2011-05-12 Thread Peter Ehlers


On 2011-05-12 07:16, George Locke wrote:

thanks for reading the manual for me :X


For a bit more reading, you could check out ?title.
You could replace your mtext() calls with

  title(ylab='Y axis', cex.lab=1.5, line=4, font.lab=2)

Peter Ehlers



2011/5/12 Prof Brian Ripleyrip...@stats.ox.ac.uk:

On Wed, 11 May 2011, George Locke wrote:


Hi,

I am using mtext instead of the ylab argument in some plots because i
want to move it away from the numbers in the axis.  However, the text
in the X axis,

for example:
   par(mar=c(5, 5.5, 4, 2));
   plot(data, main=plot name, xlab= 'X axis', ylab=,
font=2, cex.lab=1.5, font.lab=2, cex.main=1.8);
   mtext('Y axis', side=2, cex=1.5, line=4, font=2);

This works fine, but if I then set

   par(mfrow=c(3,2));

the text produced by mtext becomes much larger than the text X axis
produced by plot, despite their having identical cex specifications.
In this case, the words Y axis become much larger than plot name.
Note that without par(mfrow) the size of X axis and Y axis match
iff their cex(.lab) arguments match.

How can I make mtext produce text that exactly matches the xlab?  In
my limited experience fiddling around with this problem, the size of
the mtext does not depend on par(mfrow), whereas the size of the xlab
does, so if there were a formula that relates the actual size of text,


Please do read the help!  ?mtext says

 cex: character expansion factor.  ‘NULL’ and ‘NA’ are equivalent
  to ‘1.0’.  This is an absolute measure, not scaled by
  ‘par(cex)’ or by setting ‘par(mfrow)’ or ‘par(mfcol)’.
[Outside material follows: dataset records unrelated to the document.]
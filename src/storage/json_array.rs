//! Single-JSON-array artifact writer

use crate::extract::Article;
use crate::storage::{ArticleStore, StorageError, StorageResult};
use std::collections::HashSet;
use std::path::{Path, PathBuf};

/// JSON-array output: the whole array is held in memory and rewritten on
/// each append. Suited to smaller runs where a single well-formed file
/// matters more than write amplification; NDJSON is the default.
pub struct JsonArrayStore {
    path: PathBuf,
    records: Vec<serde_json::Value>,
    ids: HashSet<String>,
}

impl JsonArrayStore {
    pub fn open(path: &Path) -> StorageResult<Self> {
        let mut records = Vec::new();
        let mut ids = HashSet::new();
        if path.exists() {
            let content = std::fs::read_to_string(path)?;
            if !content.trim().is_empty() {
                let parsed: serde_json::Value = serde_json::from_str(&content)?;
                let serde_json::Value::Array(existing) = parsed else {
                    return Err(StorageError::NotAnArray(path.display().to_string()));
                };
                for record in existing {
                    if let Some(id) = record.get("id").and_then(|v| v.as_str()) {
                        ids.insert(id.to_string());
                    }
                    records.push(record);
                }
                tracing::info!(count = records.len(), path = %path.display(), "loaded existing articles");
            }
        }
        Ok(Self {
            path: path.to_path_buf(),
            records,
            ids,
        })
    }
}

impl ArticleStore for JsonArrayStore {
    fn exists(&self, id: &str) -> bool {
        self.ids.contains(id)
    }

    fn append(&mut self, article: &Article) -> StorageResult<()> {
        self.records.push(serde_json::to_value(article)?);
        let rendered = serde_json::to_string_pretty(&self.records)?;
        std::fs::write(&self.path, rendered)?;
        self.ids.insert(article.id.clone());
        Ok(())
    }

    fn len(&self) -> usize {
        self.ids.len()
    }
}

#[cfg(test)]
mod tests {
    use super::*;
    use crate::storage::sample_article;
    use tempfile::tempdir;

    #[test]
    fn append_produces_valid_array() {
        let dir = tempdir().unwrap();
        let path = dir.path().join("out.json");

        let mut store = JsonArrayStore::open(&path).unwrap();
        store
            .append(&sample_article("https://example.com/a"))
            .unwrap();
        store
            .append(&sample_article("https://example.com/b"))
            .unwrap();

        let content = std::fs::read_to_string(&path).unwrap();
        let parsed: serde_json::Value = serde_json::from_str(&content).unwrap();
        assert_eq!(parsed.as_array().unwrap().len(), 2);
    }

    #[test]
    fn reopen_preserves_existing_records() {
        let dir = tempdir().unwrap();
        let path = dir.path().join("out.json");
        let first = sample_article("https://example.com/a");

        {
            let mut store = JsonArrayStore::open(&path).unwrap();
            store.append(&first).unwrap();
        }

        let mut store = JsonArrayStore::open(&path).unwrap();
        assert!(store.exists(&first.id));
        store
            .append(&sample_article("https://example.com/b"))
            .unwrap();
        assert_eq!(store.len(), 2);
    }

    #[test]
    fn rejects_non_array_artifact() {
        let dir = tempdir().unwrap();
        let path = dir.path().join("out.json");
        std::fs::write(&path, "{\"not\": \"an array\"}").unwrap();
        assert!(matches!(
            JsonArrayStore::open(&path),
            Err(StorageError::NotAnArray(_))
        ));
    }
}
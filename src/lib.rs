//! Papertrail: a resumable archive scraper for news sites
//!
//! This crate crawls list/archive pages of news sites, follows their
//! pagination (URL parameter, "load more" button, or none), fetches each
//! discovered article page, and appends the extracted content to an
//! append-only output file. Interrupted runs can be resumed without
//! re-fetching completed work.

pub mod config;
pub mod crawl;
pub mod engine;
pub mod extract;
pub mod identity;
pub mod pagination;
pub mod resume;
pub mod robots;
pub mod storage;
pub mod url_util;

use thiserror::Error;

/// Main error type for papertrail operations
#[derive(Debug, Error)]
pub enum ScrapeError {
    #[error("Configuration error: {0}")]
    Config(#[from] ConfigError),

    #[error("Engine selection error: {0}")]
    Selection(#[from] engine::SelectionError),

    #[error("Fetch error: {0}")]
    Fetch(#[from] engine::FetchError),

    #[error("Extraction error: {0}")]
    Extract(#[from] extract::ExtractError),

    #[error("Storage error: {0}")]
    Storage(#[from] storage::StorageError),

    #[error("URL disallowed by robots.txt: {url}")]
    RobotsDenied { url: String },

    #[error("URL parse error: {0}")]
    UrlParse(#[from] ::url::ParseError),

    #[error("IO error: {0}")]
    Io(#[from] std::io::Error),
}

/// Configuration-specific errors
///
/// These are always fatal: a configuration problem is surfaced before any
/// network activity and no partial run is attempted.
#[derive(Debug, Error)]
pub enum ConfigError {
    #[error("Failed to read config file: {0}")]
    Io(#[from] std::io::Error),

    #[error("Failed to parse TOML: {0}")]
    Parse(#[from] toml::de::Error),

    #[error("Validation error: {0}")]
    Validation(String),

    #[error("Invalid URL in config: {0}")]
    InvalidUrl(String),

    #[error("Invalid CSS selector '{selector}' for {field}")]
    InvalidSelector { field: String, selector: String },

    #[error("Pagination strategy '{0}' is not supported")]
    UnsupportedPagination(String),

    #[error("Incompatible resume request: {0}")]
    IncompatibleResume(String),
}

/// Result type alias for papertrail operations
pub type Result<T> = std::result::Result<T, ScrapeError>;

/// Result type alias for configuration operations
pub type ConfigResult<T> = std::result::Result<T, ConfigError>;

// Re-export commonly used types
pub use config::{Config, CrawlSpec, EngineKind, OutputFormat, PaginationKind};
pub use crawl::{run_crawl, RunOptions, RunSummary};
pub use resume::ResumeMode;
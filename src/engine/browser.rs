//! Scripted-renderer engine: headless Chromium over the DevTools protocol
//!
//! Executes page scripts, so archives assembled client-side render before
//! the item selector runs. Also the engine of choice for click pagination:
//! [`BrowserListing`] keeps the document open between clicks so appended
//! items accumulate.
//!
//! Identity caveat: Chromium fixes the proxy and user agent at process
//! launch, so this engine applies the identity it was launched with rather
//! than per-request rotation. The caller supplies that identity once, at
//! construction.

use crate::engine::{FetchError, FetchOptions, FetchedPage};
use chromiumoxide::browser::{Browser, BrowserConfig};
use chromiumoxide::Page;
use futures::StreamExt;
use std::time::Duration;

/// Settle time after a click before re-reading the document; load-more
/// handlers need a moment to append their items.
const CLICK_SETTLE: Duration = Duration::from_millis(1000);

fn browser_err(e: impl std::fmt::Display) -> FetchError {
    FetchError::Browser(e.to_string())
}

pub struct BrowserEngine {
    browser: Browser,
    handler_task: tokio::task::JoinHandle<()>,
}

impl BrowserEngine {
    /// Launches a headless Chromium carrying the given identity.
    pub async fn launch(opts: &FetchOptions) -> Result<Self, FetchError> {
        let mut builder = BrowserConfig::builder()
            .arg("--no-sandbox")
            .arg("--disable-dev-shm-usage")
            .request_timeout(opts.timeout);
        if let Some(user_agent) = opts.user_agent() {
            builder = builder.arg(format!("--user-agent={}", user_agent));
        }
        if let Some(proxy) = &opts.proxy {
            builder = builder.arg(format!("--proxy-server=http://{}", proxy));
        }
        let config = builder.build().map_err(FetchError::Browser)?;

        let (browser, mut handler) = Browser::launch(config).await.map_err(browser_err)?;
        // The CDP handler must be polled for the browser to make progress.
        let handler_task = tokio::spawn(async move { while handler.next().await.is_some() {} });

        tracing::debug!("headless browser launched");
        Ok(Self {
            browser,
            handler_task,
        })
    }

    pub async fn fetch(&self, url: &str, opts: &FetchOptions) -> Result<FetchedPage, FetchError> {
        let html = match tokio::time::timeout(opts.timeout, self.render(url)).await {
            Ok(rendered) => rendered?,
            Err(_) => {
                return Err(FetchError::Timeout {
                    url: url.to_string(),
                })
            }
        };

        opts.check_min_content(url, &html)?;

        Ok(FetchedPage {
            final_url: url.to_string(),
            // CDP navigation does not surface an HTTP status; blocked pages
            // are caught by the content heuristic instead.
            status: None,
            html,
        })
    }

    async fn render(&self, url: &str) -> Result<String, FetchError> {
        let page = self.browser.new_page(url).await.map_err(browser_err)?;
        page.wait_for_navigation().await.map_err(browser_err)?;
        let html = page.content().await.map_err(browser_err)?;
        let _ = page.close().await;
        Ok(html)
    }

    /// Opens the listing document and keeps the page alive for clicking.
    pub async fn open_listing(
        &self,
        url: &str,
        button_selector: &str,
        opts: &FetchOptions,
    ) -> Result<BrowserListing, FetchError> {
        let page = match tokio::time::timeout(opts.timeout, async {
            let page = self.browser.new_page(url).await.map_err(browser_err)?;
            page.wait_for_navigation().await.map_err(browser_err)?;
            Ok::<Page, FetchError>(page)
        })
        .await
        {
            Ok(page) => page?,
            Err(_) => {
                return Err(FetchError::Timeout {
                    url: url.to_string(),
                })
            }
        };

        Ok(BrowserListing {
            page,
            button: button_selector.to_string(),
            timeout: opts.timeout,
        })
    }

    /// Tears the browser process down cleanly.
    pub async fn shutdown(mut self) {
        let _ = self.browser.close().await;
        let _ = self.browser.wait().await;
        self.handler_task.abort();
    }
}

impl Drop for BrowserEngine {
    fn drop(&mut self) {
        self.handler_task.abort();
    }
}

/// An open listing page being extended by "load more" clicks
pub struct BrowserListing {
    page: Page,
    button: String,
    timeout: Duration,
}

impl BrowserListing {
    pub async fn html(&self) -> Result<String, FetchError> {
        match tokio::time::timeout(self.timeout, self.page.content()).await {
            Ok(content) => content.map_err(browser_err),
            Err(_) => Err(FetchError::Timeout {
                url: self.page.url().await.ok().flatten().unwrap_or_default(),
            }),
        }
    }

    /// Clicks the control once; `false` means the control is gone.
    pub async fn click_more(&self) -> Result<bool, FetchError> {
        let element = match self.page.find_element(self.button.as_str()).await {
            Ok(element) => element,
            Err(_) => return Ok(false),
        };
        element.click().await.map_err(browser_err)?;
        tokio::time::sleep(CLICK_SETTLE).await;
        Ok(true)
    }

    pub async fn close(self) {
        let _ = self.page.close().await;
    }
}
so no 'limited experience fiddling around with this problem' was needed.
  And see ?par:

 ‘cex’ A numerical value giving the amount by which plotting text
  and symbols should be magnified relative to the default.
  This starts as ‘1’ when a device is opened, and is reset when
  the layout is changed, e.g. by setting ‘mfrow’.

 ‘mfcol, mfrow’ A vector of the form ‘c(nr, nc)’.  Subsequent
  figures will be drawn in an ‘nr’-by-‘nc’ array on the device
  by _columns_ (‘mfcol’), or _rows_ (‘mfrow’), respectively.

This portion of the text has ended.